**WORK REQUEST**
Go through the records and count the lines where the string "installed" occurs. Reply with the number only.

**RECORDS FOR PROCESSING**
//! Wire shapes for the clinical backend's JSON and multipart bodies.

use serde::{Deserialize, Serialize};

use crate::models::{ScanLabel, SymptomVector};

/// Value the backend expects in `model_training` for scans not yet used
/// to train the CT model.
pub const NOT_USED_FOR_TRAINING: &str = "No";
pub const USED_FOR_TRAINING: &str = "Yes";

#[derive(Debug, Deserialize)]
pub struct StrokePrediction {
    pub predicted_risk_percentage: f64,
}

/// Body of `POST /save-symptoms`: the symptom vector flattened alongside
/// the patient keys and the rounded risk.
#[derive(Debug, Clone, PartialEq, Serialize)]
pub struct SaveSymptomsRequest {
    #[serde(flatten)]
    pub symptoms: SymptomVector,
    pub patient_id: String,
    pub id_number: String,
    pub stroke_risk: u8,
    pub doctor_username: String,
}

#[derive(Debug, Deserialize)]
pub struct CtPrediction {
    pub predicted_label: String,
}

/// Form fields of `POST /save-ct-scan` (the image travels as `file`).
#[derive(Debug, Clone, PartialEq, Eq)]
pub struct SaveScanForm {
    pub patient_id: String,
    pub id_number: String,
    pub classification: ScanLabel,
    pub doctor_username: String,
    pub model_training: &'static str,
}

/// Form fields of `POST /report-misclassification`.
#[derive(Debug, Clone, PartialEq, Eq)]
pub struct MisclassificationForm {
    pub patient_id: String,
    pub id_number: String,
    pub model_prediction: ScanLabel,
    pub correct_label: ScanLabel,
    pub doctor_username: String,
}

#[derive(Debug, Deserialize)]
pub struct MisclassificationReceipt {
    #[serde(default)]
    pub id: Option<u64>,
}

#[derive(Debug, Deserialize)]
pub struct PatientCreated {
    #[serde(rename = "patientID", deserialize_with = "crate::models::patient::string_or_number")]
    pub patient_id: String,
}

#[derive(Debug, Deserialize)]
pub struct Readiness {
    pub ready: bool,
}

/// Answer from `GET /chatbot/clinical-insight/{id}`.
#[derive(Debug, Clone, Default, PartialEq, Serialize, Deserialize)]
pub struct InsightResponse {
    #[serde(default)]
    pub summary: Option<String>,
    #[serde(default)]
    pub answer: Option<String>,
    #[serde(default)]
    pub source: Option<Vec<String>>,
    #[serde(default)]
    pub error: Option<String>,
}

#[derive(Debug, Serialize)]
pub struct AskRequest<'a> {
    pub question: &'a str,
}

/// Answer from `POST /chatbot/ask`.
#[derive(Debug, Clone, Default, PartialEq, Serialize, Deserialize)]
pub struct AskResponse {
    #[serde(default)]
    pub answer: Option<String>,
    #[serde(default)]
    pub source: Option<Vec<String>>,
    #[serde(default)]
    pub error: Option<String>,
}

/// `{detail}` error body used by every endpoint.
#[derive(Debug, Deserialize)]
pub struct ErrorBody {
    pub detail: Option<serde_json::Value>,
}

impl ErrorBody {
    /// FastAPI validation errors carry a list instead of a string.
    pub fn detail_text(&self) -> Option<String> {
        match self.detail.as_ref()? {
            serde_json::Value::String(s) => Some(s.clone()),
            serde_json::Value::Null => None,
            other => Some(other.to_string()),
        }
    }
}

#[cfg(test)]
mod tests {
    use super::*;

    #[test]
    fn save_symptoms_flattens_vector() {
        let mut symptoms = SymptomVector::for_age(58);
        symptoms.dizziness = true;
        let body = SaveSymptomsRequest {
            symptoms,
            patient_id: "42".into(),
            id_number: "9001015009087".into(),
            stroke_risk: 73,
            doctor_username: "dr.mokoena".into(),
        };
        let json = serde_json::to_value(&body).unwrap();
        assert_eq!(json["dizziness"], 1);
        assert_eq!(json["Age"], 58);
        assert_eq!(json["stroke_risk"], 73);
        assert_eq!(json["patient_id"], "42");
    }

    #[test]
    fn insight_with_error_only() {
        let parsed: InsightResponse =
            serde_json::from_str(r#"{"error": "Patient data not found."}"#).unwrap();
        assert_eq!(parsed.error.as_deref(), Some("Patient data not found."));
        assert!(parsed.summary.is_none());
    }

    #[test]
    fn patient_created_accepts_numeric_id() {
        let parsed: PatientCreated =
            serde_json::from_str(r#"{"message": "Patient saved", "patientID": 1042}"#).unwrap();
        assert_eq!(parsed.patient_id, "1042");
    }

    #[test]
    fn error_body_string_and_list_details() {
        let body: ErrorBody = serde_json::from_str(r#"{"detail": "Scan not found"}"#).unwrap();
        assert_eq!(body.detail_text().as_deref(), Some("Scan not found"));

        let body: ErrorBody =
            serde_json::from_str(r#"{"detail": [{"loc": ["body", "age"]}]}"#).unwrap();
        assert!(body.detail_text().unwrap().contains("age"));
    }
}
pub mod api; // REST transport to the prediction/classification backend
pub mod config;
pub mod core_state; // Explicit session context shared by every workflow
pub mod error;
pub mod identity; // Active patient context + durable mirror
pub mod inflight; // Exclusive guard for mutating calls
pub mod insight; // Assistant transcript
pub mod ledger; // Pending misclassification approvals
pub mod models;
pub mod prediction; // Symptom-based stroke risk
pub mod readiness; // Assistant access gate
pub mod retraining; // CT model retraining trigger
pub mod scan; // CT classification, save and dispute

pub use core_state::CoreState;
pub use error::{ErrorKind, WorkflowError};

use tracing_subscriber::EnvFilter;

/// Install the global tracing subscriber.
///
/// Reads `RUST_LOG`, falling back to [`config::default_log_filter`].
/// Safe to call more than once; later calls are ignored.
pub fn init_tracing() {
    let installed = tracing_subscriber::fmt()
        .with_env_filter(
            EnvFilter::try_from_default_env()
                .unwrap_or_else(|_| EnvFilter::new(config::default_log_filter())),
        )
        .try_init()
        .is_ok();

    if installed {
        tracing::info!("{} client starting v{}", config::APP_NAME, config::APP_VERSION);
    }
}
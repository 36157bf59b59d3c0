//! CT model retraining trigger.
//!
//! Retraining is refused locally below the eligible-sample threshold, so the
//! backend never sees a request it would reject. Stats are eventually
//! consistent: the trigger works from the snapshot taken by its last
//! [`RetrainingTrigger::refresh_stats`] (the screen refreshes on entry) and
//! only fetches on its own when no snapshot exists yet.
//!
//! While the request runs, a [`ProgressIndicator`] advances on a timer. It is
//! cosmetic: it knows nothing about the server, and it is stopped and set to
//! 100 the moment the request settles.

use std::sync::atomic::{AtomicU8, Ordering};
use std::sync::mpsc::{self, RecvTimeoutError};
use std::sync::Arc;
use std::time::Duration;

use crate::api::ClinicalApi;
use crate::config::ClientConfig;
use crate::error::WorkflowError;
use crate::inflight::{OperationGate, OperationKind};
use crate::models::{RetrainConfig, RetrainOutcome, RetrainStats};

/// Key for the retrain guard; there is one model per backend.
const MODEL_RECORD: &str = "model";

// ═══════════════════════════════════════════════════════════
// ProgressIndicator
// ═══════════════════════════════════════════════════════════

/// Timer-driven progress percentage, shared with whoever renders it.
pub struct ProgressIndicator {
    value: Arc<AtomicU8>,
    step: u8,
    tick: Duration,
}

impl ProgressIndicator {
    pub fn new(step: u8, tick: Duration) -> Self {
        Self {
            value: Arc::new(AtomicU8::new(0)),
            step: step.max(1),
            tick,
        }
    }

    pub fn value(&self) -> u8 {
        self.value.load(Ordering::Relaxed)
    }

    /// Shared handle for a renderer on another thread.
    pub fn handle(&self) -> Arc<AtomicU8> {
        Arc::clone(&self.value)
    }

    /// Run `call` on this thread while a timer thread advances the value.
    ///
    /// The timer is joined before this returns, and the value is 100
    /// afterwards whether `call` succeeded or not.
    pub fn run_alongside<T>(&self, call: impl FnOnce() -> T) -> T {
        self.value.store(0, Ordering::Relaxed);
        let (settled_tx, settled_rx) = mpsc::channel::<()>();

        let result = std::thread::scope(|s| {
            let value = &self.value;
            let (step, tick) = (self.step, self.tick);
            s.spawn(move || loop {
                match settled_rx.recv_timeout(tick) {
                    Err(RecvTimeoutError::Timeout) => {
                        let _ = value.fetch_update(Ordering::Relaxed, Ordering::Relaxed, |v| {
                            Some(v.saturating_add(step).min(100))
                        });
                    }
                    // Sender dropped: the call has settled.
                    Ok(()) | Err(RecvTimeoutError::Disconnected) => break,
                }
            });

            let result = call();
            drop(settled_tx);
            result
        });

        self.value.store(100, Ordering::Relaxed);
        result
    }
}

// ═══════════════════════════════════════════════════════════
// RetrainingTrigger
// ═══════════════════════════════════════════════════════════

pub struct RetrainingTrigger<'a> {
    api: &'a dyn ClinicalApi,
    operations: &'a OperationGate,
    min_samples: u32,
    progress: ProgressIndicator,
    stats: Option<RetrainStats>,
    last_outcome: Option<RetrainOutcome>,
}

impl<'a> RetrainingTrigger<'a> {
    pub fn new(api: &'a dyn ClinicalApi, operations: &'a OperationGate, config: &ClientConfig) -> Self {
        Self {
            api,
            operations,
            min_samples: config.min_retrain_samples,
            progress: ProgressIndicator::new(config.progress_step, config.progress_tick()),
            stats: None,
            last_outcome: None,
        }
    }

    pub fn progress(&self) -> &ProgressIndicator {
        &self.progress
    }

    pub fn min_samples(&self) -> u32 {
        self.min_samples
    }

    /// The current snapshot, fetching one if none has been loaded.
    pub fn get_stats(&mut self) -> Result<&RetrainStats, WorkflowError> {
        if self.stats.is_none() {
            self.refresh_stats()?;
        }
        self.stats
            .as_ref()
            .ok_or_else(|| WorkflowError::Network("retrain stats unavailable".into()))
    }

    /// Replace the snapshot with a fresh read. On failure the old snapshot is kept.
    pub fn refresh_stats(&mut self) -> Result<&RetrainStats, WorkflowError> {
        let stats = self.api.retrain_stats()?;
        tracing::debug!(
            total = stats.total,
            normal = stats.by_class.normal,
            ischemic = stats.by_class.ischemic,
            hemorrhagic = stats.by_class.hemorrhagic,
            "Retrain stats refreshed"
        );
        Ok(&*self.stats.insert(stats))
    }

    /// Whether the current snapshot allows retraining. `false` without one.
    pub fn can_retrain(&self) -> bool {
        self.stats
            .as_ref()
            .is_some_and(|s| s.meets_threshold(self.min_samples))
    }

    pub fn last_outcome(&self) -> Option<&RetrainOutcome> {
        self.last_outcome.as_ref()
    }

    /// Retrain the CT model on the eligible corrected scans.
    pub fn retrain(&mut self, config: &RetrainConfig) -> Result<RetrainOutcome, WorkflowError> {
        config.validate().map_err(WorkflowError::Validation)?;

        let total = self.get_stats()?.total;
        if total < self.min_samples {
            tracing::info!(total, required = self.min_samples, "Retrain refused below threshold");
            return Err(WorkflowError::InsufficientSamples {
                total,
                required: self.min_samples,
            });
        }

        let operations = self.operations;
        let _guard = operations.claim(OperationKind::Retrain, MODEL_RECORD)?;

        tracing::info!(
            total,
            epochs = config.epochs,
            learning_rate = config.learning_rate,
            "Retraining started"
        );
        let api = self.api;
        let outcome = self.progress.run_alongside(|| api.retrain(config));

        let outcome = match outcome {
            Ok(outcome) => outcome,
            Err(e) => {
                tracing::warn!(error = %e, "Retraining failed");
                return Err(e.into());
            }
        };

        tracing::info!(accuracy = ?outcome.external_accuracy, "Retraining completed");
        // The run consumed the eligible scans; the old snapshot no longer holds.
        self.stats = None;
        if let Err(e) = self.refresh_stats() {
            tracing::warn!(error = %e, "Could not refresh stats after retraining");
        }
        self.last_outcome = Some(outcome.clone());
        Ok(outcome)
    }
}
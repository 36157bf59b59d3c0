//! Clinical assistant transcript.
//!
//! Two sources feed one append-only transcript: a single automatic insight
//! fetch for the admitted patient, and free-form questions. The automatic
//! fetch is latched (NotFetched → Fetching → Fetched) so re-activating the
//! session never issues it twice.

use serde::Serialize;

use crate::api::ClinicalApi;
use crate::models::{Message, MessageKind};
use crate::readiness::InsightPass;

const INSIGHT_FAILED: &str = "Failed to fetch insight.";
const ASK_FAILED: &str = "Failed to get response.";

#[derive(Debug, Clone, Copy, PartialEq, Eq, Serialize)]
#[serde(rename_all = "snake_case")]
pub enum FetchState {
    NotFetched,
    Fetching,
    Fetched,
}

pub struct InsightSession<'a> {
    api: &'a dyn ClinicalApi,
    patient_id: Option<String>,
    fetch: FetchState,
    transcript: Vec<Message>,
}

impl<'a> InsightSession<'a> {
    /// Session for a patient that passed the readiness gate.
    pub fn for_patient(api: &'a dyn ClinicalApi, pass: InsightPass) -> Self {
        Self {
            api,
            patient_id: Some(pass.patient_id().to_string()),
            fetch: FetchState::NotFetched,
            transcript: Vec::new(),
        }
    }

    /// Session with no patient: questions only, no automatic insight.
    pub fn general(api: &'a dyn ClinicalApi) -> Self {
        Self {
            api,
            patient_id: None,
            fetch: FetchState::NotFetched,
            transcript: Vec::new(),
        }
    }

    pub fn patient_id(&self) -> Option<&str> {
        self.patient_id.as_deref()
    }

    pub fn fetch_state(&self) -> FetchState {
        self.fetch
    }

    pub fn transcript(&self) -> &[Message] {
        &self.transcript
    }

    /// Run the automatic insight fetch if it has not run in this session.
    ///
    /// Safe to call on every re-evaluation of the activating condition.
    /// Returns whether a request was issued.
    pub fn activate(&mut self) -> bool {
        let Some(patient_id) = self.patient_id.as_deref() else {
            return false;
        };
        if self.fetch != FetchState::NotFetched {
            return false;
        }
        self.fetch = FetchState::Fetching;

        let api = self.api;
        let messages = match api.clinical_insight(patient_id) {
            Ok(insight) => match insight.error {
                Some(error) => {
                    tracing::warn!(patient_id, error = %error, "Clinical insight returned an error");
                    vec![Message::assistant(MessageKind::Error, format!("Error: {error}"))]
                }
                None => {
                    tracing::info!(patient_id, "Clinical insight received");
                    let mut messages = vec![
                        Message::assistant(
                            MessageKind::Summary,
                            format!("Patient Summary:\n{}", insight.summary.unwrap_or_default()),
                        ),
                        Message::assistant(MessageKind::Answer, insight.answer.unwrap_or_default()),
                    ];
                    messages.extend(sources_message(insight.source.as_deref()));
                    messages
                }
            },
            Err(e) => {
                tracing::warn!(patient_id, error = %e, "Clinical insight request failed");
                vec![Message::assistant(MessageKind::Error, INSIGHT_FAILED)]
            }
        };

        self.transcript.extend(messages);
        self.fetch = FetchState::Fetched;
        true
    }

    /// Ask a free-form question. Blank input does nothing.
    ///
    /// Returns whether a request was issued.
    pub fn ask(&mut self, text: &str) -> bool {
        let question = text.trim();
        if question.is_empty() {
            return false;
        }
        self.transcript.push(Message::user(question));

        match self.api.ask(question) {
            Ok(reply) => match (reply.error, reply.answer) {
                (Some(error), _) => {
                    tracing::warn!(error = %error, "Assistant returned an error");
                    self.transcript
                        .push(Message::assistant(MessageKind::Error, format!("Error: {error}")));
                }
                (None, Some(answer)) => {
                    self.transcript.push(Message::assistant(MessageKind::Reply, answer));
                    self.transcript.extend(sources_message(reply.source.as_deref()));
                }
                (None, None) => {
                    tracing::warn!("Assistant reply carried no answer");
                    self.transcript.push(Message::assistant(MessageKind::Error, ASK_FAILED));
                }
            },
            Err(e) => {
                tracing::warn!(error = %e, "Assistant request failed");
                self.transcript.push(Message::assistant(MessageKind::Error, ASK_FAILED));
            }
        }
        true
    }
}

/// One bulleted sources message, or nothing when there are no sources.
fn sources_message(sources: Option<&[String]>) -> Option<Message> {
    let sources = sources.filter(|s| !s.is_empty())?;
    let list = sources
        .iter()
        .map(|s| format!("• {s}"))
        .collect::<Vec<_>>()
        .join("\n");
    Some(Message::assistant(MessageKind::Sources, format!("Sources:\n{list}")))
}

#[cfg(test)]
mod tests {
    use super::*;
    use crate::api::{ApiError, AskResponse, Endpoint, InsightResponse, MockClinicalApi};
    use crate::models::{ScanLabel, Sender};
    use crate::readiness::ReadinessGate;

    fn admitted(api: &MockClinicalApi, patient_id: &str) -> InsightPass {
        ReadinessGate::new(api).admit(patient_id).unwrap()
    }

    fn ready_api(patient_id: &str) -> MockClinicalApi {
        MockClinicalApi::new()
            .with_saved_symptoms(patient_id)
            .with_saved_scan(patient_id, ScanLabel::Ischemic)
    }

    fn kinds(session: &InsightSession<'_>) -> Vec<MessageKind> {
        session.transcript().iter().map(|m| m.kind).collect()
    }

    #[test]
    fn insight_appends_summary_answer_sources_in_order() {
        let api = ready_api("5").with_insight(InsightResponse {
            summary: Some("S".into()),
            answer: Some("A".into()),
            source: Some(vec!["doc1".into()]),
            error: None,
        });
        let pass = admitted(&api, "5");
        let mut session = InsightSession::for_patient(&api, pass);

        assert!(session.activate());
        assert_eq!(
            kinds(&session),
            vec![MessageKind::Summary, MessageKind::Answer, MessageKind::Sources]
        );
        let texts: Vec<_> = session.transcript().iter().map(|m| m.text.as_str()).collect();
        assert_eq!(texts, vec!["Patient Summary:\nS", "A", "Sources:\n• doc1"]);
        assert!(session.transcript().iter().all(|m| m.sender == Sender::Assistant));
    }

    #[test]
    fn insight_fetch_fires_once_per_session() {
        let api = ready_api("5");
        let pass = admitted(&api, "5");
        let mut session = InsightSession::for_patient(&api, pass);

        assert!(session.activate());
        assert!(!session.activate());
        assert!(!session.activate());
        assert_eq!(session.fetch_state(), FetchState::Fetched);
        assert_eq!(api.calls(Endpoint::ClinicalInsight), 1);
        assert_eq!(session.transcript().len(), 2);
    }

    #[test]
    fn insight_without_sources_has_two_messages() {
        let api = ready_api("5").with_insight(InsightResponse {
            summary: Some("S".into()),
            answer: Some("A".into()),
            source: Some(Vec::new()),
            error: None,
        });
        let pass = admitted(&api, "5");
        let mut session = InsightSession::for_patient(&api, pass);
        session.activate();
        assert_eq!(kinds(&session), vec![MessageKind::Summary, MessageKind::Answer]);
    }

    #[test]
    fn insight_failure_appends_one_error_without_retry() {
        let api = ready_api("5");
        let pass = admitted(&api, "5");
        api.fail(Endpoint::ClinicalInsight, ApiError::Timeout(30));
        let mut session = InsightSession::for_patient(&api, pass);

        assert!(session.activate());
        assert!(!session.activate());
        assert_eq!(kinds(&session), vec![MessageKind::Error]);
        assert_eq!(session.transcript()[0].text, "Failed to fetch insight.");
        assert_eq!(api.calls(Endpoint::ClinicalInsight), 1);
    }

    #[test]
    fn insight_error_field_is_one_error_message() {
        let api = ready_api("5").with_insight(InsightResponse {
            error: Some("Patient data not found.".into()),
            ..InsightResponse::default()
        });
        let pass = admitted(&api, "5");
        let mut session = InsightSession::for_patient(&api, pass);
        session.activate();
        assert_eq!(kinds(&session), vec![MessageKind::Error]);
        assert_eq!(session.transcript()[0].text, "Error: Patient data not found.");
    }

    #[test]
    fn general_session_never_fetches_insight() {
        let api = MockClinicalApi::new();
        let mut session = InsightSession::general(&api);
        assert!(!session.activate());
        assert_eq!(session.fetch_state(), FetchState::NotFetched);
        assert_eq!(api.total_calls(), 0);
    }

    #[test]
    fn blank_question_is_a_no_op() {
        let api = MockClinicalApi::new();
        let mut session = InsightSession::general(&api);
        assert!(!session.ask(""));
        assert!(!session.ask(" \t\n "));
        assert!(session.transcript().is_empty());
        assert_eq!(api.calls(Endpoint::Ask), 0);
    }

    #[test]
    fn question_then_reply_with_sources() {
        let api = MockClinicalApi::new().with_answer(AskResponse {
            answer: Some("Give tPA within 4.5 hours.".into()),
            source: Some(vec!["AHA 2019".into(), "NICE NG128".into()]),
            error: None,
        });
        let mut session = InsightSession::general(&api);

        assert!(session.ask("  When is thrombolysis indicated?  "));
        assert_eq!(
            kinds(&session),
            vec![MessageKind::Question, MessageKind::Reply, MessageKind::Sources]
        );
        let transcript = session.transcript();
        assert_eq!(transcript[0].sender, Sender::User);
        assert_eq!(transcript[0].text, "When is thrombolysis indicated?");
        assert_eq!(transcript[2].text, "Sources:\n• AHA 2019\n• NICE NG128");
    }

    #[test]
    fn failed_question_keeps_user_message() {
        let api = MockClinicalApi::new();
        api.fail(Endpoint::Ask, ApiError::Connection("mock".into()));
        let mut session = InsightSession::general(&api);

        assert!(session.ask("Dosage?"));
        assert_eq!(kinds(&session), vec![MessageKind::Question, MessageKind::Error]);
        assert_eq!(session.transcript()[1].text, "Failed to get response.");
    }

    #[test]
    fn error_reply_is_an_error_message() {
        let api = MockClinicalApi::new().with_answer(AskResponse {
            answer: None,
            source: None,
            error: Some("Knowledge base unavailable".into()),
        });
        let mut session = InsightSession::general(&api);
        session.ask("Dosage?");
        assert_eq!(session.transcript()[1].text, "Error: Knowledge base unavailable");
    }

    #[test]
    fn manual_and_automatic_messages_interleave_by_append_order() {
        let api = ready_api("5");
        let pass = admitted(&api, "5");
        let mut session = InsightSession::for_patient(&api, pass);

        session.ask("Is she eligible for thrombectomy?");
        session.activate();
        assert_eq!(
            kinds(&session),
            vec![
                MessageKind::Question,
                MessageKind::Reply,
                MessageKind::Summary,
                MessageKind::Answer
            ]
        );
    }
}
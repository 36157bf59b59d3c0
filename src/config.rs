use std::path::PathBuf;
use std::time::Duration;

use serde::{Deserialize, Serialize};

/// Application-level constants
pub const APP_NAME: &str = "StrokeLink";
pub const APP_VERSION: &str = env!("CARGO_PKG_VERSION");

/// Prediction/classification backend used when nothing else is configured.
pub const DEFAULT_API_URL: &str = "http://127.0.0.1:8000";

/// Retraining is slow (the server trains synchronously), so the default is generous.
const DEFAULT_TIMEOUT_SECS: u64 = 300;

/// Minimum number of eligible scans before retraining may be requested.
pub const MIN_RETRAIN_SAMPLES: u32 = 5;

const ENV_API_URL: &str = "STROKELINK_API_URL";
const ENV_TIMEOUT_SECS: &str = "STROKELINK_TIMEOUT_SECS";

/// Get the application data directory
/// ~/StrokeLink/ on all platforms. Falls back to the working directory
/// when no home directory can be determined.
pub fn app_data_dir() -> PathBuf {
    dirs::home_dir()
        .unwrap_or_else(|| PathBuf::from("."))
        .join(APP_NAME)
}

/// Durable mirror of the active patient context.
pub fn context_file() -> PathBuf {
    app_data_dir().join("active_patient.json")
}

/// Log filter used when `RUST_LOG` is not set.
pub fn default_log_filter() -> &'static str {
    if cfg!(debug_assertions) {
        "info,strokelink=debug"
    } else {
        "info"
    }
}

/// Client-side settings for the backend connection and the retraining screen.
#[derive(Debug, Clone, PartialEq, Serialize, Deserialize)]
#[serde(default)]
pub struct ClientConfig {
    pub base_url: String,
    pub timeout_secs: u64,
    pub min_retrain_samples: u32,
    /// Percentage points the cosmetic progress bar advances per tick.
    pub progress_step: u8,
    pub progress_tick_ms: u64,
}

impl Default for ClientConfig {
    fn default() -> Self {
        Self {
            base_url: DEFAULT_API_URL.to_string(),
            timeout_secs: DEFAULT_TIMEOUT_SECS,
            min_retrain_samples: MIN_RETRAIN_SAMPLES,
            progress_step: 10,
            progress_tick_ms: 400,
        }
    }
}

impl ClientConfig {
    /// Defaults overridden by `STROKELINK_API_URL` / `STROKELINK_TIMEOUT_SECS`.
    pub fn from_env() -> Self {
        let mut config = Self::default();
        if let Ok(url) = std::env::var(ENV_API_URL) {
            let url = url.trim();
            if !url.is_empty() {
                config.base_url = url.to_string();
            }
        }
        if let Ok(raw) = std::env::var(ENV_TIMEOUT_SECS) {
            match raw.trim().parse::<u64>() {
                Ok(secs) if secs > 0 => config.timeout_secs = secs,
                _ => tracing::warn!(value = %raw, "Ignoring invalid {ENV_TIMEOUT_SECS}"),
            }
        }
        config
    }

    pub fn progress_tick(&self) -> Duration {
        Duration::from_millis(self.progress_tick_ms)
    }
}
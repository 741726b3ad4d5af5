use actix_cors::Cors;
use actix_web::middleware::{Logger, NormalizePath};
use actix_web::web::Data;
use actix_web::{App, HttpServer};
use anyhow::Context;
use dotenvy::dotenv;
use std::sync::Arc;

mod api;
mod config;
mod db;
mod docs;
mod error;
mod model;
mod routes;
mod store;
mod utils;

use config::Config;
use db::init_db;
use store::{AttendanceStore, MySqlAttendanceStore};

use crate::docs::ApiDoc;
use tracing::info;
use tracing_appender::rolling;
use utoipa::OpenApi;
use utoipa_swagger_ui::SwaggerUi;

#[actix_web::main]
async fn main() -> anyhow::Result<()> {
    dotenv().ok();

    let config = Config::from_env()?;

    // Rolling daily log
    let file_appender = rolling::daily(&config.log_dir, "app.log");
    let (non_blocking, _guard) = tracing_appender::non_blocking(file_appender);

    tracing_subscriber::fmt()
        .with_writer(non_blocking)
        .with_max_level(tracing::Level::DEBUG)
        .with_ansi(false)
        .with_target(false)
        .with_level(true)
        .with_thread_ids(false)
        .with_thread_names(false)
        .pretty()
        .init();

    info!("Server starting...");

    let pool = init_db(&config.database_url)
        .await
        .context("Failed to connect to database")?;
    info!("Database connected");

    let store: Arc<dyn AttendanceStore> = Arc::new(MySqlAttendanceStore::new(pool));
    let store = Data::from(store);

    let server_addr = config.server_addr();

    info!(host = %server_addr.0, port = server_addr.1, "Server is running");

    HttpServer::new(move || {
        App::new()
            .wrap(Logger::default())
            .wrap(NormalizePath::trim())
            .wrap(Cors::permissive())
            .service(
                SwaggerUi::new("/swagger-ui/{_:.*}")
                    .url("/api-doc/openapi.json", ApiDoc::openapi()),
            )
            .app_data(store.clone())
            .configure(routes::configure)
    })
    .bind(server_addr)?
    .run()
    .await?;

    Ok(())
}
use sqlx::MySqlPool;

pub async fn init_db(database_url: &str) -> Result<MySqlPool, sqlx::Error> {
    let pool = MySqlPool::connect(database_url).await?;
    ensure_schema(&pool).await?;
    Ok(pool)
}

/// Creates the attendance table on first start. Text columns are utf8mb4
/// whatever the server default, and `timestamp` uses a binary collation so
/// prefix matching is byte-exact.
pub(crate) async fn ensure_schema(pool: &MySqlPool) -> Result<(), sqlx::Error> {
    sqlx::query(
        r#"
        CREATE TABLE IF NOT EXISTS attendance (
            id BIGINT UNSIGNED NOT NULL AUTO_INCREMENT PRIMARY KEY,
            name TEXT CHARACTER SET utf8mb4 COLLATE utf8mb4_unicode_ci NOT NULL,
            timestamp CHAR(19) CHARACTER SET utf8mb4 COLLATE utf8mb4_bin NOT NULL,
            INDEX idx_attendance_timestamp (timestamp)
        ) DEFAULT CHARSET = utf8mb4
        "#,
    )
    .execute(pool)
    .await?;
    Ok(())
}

**SOLUTION FOR THIS EXERCISE**
2